### Activity:
Word for word, set down every line of the entries below from the line with "c.is_ascii_alphanumeric() || c == '_')" to the line with "let prefix_len = first + 1 + second + 1;", including both, and no other line.

**** The records

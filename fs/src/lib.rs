// Copyright 2024 Kevin Ludwig
//
// Licensed under the Apache License, Version 2.0 (the "License");
// you may not use this file except in compliance with the License.
// You may obtain a copy of the License at
//
//     http://www.apache.org/licenses/LICENSE-2.0
//
// Unless required by applicable law or agreed to in writing, software
// distributed under the License is distributed on an "AS IS" BASIS,
// WITHOUT WARRANTIES OR CONDITIONS OF ANY KIND, either express or implied.
// See the License for the specific language governing permissions and
// limitations under the License.

pub use tapir_err::*;

pub mod buf;
pub mod clock;
pub mod dir;
pub mod entry;
pub mod file;
pub mod partition;
pub mod path;
pub mod vol;

use std::{
    collections::HashMap,
    sync::{
        atomic::{AtomicU32, AtomicU64, Ordering},
        Arc, Mutex, MutexGuard,
    },
    thread::ThreadId,
};

use log::{error, info};
use tapir_ds::{Device, DeviceDriver, DeviceState};

use crate::{
    buf::BufPool,
    clock::{Clock, DateTime},
    dir::{DirHandle, DirNode},
    entry::{EntryInfo, EntryKind, TimeKind, TypeMask},
    file::{FileHandle, FileInfo, FileNode, ModeFlags, Origin},
    path::FullPath,
    vol::{AccessMode, FormatParams, FsDriver, MountCtx, SysVolume, VolumeSlot, VolumeUsage},
};

/// Sizing constants fixed at initialization, the run-time analogue of the
/// configuration header of classic embedded file systems.
#[derive(Debug, Clone)]
pub struct Config {
    /// Number of shared sector buffers; must stay at least twice the number
    /// of simultaneously mounted volumes.
    pub buf_count: usize,
    /// Largest device sector size that will be attached, in bytes.
    pub max_sector_size: u32,
    pub max_files: usize,
    pub max_dirs: usize,
    /// Maximum entry-name length in UCS-2 code units.
    pub max_name_len: usize,
    /// Maximum full-path length in UCS-2 code units, volume prefix excluded.
    pub max_path_len: usize,
}

impl Default for Config {
    fn default() -> Self {
        Self {
            buf_count: 8,
            max_sector_size: 4096,
            max_files: 16,
            max_dirs: 8,
            max_name_len: 255,
            max_path_len: 260,
        }
    }
}

impl Config {
    fn validate(&self) -> Result<()> {
        if self.buf_count < 2
            || !matches!(self.max_sector_size, 512 | 1024 | 2048 | 4096)
            || self.max_files == 0
            || self.max_dirs == 0
            || self.max_name_len == 0
            || self.max_path_len < self.max_name_len
        {
            return Err(Error::InvalidConfig);
        }
        Ok(())
    }
}

struct OpenFile {
    gen: u32,
    vol: Arc<VolumeSlot>,
    /// Case-folded full path, for open-entry conflict checks.
    path_key: String,
    /// Taken while an operation is in flight; per-handle operations are
    /// serialized by the caller, a concurrent call observes `Lock`.
    node: Option<FileNode>,
    eof: bool,
    err: bool,
}

struct OpenDir {
    gen: u32,
    vol: Arc<VolumeSlot>,
    path_key: String,
    node: Option<DirNode>,
}

/// The file system context: device and volume registries, the shared sector
/// buffer pool, open-handle tables and per-task working directories.
///
/// Constructed once and shared; all methods take `&self` and synchronize
/// internally following the lock hierarchy registry → volume → device.
pub struct FileSystem {
    cfg: Config,
    clock: Box<dyn Clock>,
    pool: Arc<BufPool>,
    devices: Mutex<HashMap<String, Arc<Device>>>,
    fs_drivers: Mutex<Vec<Arc<dyn FsDriver>>>,
    volumes: Mutex<HashMap<String, Arc<VolumeSlot>>>,
    default_vol: Mutex<Option<String>>,
    files: Mutex<Vec<Option<OpenFile>>>,
    dirs: Mutex<Vec<Option<OpenDir>>>,
    cwds: Mutex<HashMap<ThreadId, FullPath>>,
    next_vol_id: AtomicU64,
    next_gen: AtomicU32,
}

fn lock<T>(mutex: &Mutex<T>) -> Result<MutexGuard<'_, T>> {
    mutex.lock().map_err(|_| Error::Lock)
}
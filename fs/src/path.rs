// Copyright 2024 Kevin Ludwig
//
// Licensed under the Apache License, Version 2.0 (the "License");
// you may not use this file except in compliance with the License.
// You may obtain a copy of the License at
//
//     http://www.apache.org/licenses/LICENSE-2.0
//
// Unless required by applicable law or agreed to in writing, software
// distributed under the License is distributed on an "AS IS" BASIS,
// WITHOUT WARRANTIES OR CONDITIONS OF ANY KIND, either express or implied.
// See the License for the specific language governing permissions and
// limitations under the License.

use tapir_err::{Error, NameError, Result};

/// Characters that may not appear in an entry name.
const RESERVED: &[char] = &['\\', '/', ':', '*', '?', '"', '<', '>', '|'];

/// A canonical volume-relative path: validated components, `.` and `..`
/// already reduced. An empty component list addresses the root directory.
#[derive(Debug, Clone, PartialEq, Eq)]
pub struct VPath {
    comps: Vec<String>,
}

impl VPath {
    pub fn root() -> Self {
        Self { comps: Vec::new() }
    }

    pub fn components(&self) -> &[String] {
        &self.comps
    }

    pub fn is_root(&self) -> bool {
        self.comps.is_empty()
    }

    /// The final component, `None` for the root.
    pub fn base(&self) -> Option<&str> {
        self.comps.last().map(String::as_str)
    }

    /// Everything up to the final component.
    pub fn parent(&self) -> Option<VPath> {
        if self.comps.is_empty() {
            return None;
        }
        Some(VPath { comps: self.comps[..self.comps.len() - 1].to_vec() })
    }

    pub fn join(&self) -> String {
        let mut out = String::from("/");
        out.push_str(&self.comps.join("/"));
        out
    }
}

/// A fully resolved path: the volume it addresses plus the path on it.
#[derive(Debug, Clone, PartialEq, Eq)]
pub struct FullPath {
    pub vol: String,
    pub path: VPath,
}

impl FullPath {
    pub fn join(&self) -> String {
        format!("{}{}", self.vol, self.path.join())
    }
}

/// Splits a leading `driver:unit:` volume prefix off `path`.
pub fn split_volume(path: &str) -> Result<(Option<&str>, &str)> {
    let Some(first) = path.find(':') else {
        return Ok((None, path));
    };
    let rest = &path[first + 1..];
    let second = rest.find(':').ok_or(Error::Name(NameError::Invalid))?;
    let (driver, unit) = (&path[..first], &rest[..second]);
    if driver.is_empty()
        || !driver.chars().all(|c| c.is_ascii_alphanumeric() || c == '_')
        || unit.is_empty()
        || !unit.chars().all(|c| c.is_ascii_digit())
    {
        return Err(Error::Name(NameError::Invalid));
    }
    let prefix_len = first + 1 + second + 1;
    Ok((Some(&path[..prefix_len]), &path[prefix_len..]))
}

/// Validates one entry name against the name grammar: no reserved characters,
/// no control characters, non-empty, no trailing space or dot, and at most
/// `max_name` UCS-2 code units.
pub fn validate_component(comp: &str, max_name: usize) -> Result<()> {
    if comp.is_empty() {
        return Err(Error::Name(NameError::Invalid));
    }
    if comp.chars().any(|c| RESERVED.contains(&c) || (c as u32) < 0x20) {
        return Err(Error::Name(NameError::Invalid));
    }
    if comp.ends_with(' ') || comp.ends_with('.') {
        return Err(Error::Name(NameError::Invalid));
    }
    if comp.encode_utf16().count() > max_name {
        return Err(Error::Name(NameError::BaseTooLong));
    }
    Ok(())
}

/// Resolves `path` to a volume plus canonical path.
///
/// A leading volume prefix makes the path absolute on that volume. Otherwise
/// the task working directory `cwd` (itself absolute) supplies the volume
/// and, for relative paths, the leading components; without a working
/// directory the `default_vol` is used and only absolute paths resolve.
pub fn resolve(
    path: &str,
    cwd: Option<&FullPath>,
    default_vol: Option<&str>,
    max_name: usize,
    max_path: usize,
) -> Result<FullPath> {
    let (vol, rest) = split_volume(path)?;
    let (vol, mut comps, rest) = match vol {
        Some(vol) => (vol.to_string(), Vec::new(), rest),
        None if rest.starts_with(['/', '\\']) => {
            let vol = cwd
                .map(|cwd| cwd.vol.clone())
                .or_else(|| default_vol.map(str::to_string))
                .ok_or(Error::Name(NameError::Invalid))?;
            (vol, Vec::new(), rest)
        }
        None => {
            let cwd = cwd.ok_or(Error::Name(NameError::Invalid))?;
            (cwd.vol.clone(), cwd.path.components().to_vec(), rest)
        }
    };

    for comp in rest.split(['/', '\\']) {
        match comp {
            // Leading separator and separator runs yield empty components;
            // only a fully empty path is an error.
            "" => continue,
            "." => continue,
            ".." => {
                // Dot-dot above the root stays at the root.
                comps.pop();
            }
            _ => {
                validate_component(comp, max_name)?;
                comps.push(comp.to_string());
            }
        }
    }

    let path = VPath { comps };
    if path.join().encode_utf16().count() > max_path {
        return Err(Error::Name(NameError::TooLong));
    }
    Ok(FullPath { vol, path })
}
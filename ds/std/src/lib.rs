// Copyright 2024 Kevin Ludwig
//
// Licensed under the Apache License, Version 2.0 (the "License");
// you may not use this file except in compliance with the License.
// You may obtain a copy of the License at
//
//     http://www.apache.org/licenses/LICENSE-2.0
//
// Unless required by applicable law or agreed to in writing, software
// distributed under the License is distributed on an "AS IS" BASIS,
// WITHOUT WARRANTIES OR CONDITIONS OF ANY KIND, either express or implied.
// See the License for the specific language governing permissions and
// limitations under the License.

use std::{fs::File, os::unix::fs::FileExt, path::Path, sync::Mutex};

use log::error;
use tapir_ds::{DeviceDriver, DeviceInfo, IoCtl};
use tapir_err::{DevError, Error, Result};

/// A block device backed by a regular file (or a raw block special file) on
/// the host.
pub struct FileDisk {
    unit: u8,
    sector_size: u32,
    file: Mutex<Option<File>>,
    path: std::path::PathBuf,
}

impl FileDisk {
    pub fn new<P: AsRef<Path>>(unit: u8, sector_size: u32, path: P) -> Self {
        Self {
            unit,
            sector_size,
            file: Mutex::new(None),
            path: path.as_ref().to_path_buf(),
        }
    }

    fn check_unit(&self, unit: u8) -> Result<()> {
        if unit != self.unit {
            return Err(Error::Dev(DevError::InvalidUnit));
        }
        Ok(())
    }
}

impl DeviceDriver for FileDisk {
    fn name(&self) -> &'static str {
        "file"
    }

    fn open(&self, unit: u8) -> Result<DeviceInfo> {
        self.check_unit(unit)?;
        let file = File::options()
            .read(true)
            .write(true)
            .open(&self.path)
            .map_err(|err| {
                error!("file:{unit}: cannot open {}: {err}", self.path.display());
                Error::Dev(DevError::NotPresent)
            })?;
        let len = file.metadata().map_err(|_| Error::Dev(DevError::Io))?.len();
        *self.file.lock().map_err(|_| Error::Lock)? = Some(file);
        Ok(DeviceInfo {
            sector_size: self.sector_size,
            sector_count: len / self.sector_size as u64,
            fixed: true,
            write_protected: false,
        })
    }

    fn close(&self, _unit: u8) {
        if let Ok(mut file) = self.file.lock() {
            *file = None;
        }
    }

    fn query(&self, unit: u8) -> Result<DeviceInfo> {
        self.check_unit(unit)?;
        let file = self.file.lock().map_err(|_| Error::Lock)?;
        let file = file.as_ref().ok_or(Error::Dev(DevError::NotOpen))?;
        let len = file.metadata().map_err(|_| Error::Dev(DevError::Io))?.len();
        Ok(DeviceInfo {
            sector_size: self.sector_size,
            sector_count: len / self.sector_size as u64,
            fixed: true,
            write_protected: false,
        })
    }

    fn read(&self, unit: u8, start: u64, count: u32, buffer: &mut [u8]) -> Result<()> {
        self.check_unit(unit)?;
        let file = self.file.lock().map_err(|_| Error::Lock)?;
        let file = file.as_ref().ok_or(Error::Dev(DevError::NotOpen))?;
        let len = count as usize * self.sector_size as usize;
        file.read_exact_at(&mut buffer[..len], start * self.sector_size as u64)
            .map_err(|_| Error::Dev(DevError::Io))
    }

    fn write(&self, unit: u8, start: u64, count: u32, buffer: &[u8]) -> Result<()> {
        self.check_unit(unit)?;
        let file = self.file.lock().map_err(|_| Error::Lock)?;
        let file = file.as_ref().ok_or(Error::Dev(DevError::NotOpen))?;
        let len = count as usize * self.sector_size as usize;
        file.write_all_at(&buffer[..len], start * self.sector_size as u64)
            .map_err(|_| Error::Dev(DevError::Io))
    }

    fn io_ctl(&self, unit: u8, op: IoCtl) -> Result<()> {
        self.check_unit(unit)?;
        match op {
            IoCtl::Refresh => Ok(()),
            IoCtl::Sync => {
                let file = self.file.lock().map_err(|_| Error::Lock)?;
                let file = file.as_ref().ok_or(Error::Dev(DevError::NotOpen))?;
                file.sync_data().map_err(|_| Error::Dev(DevError::Io))
            }
        }
    }
}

********

### Completed task:
        || !driver.chars().all(|c| c.is_ascii_alphanumeric() || c == '_')
        || unit.is_empty()
        || !unit.chars().all(|c| c.is_ascii_digit())
    {
        return Err(Error::Name(NameError::Invalid));
    }
    let prefix_len = first + 1 + second + 1;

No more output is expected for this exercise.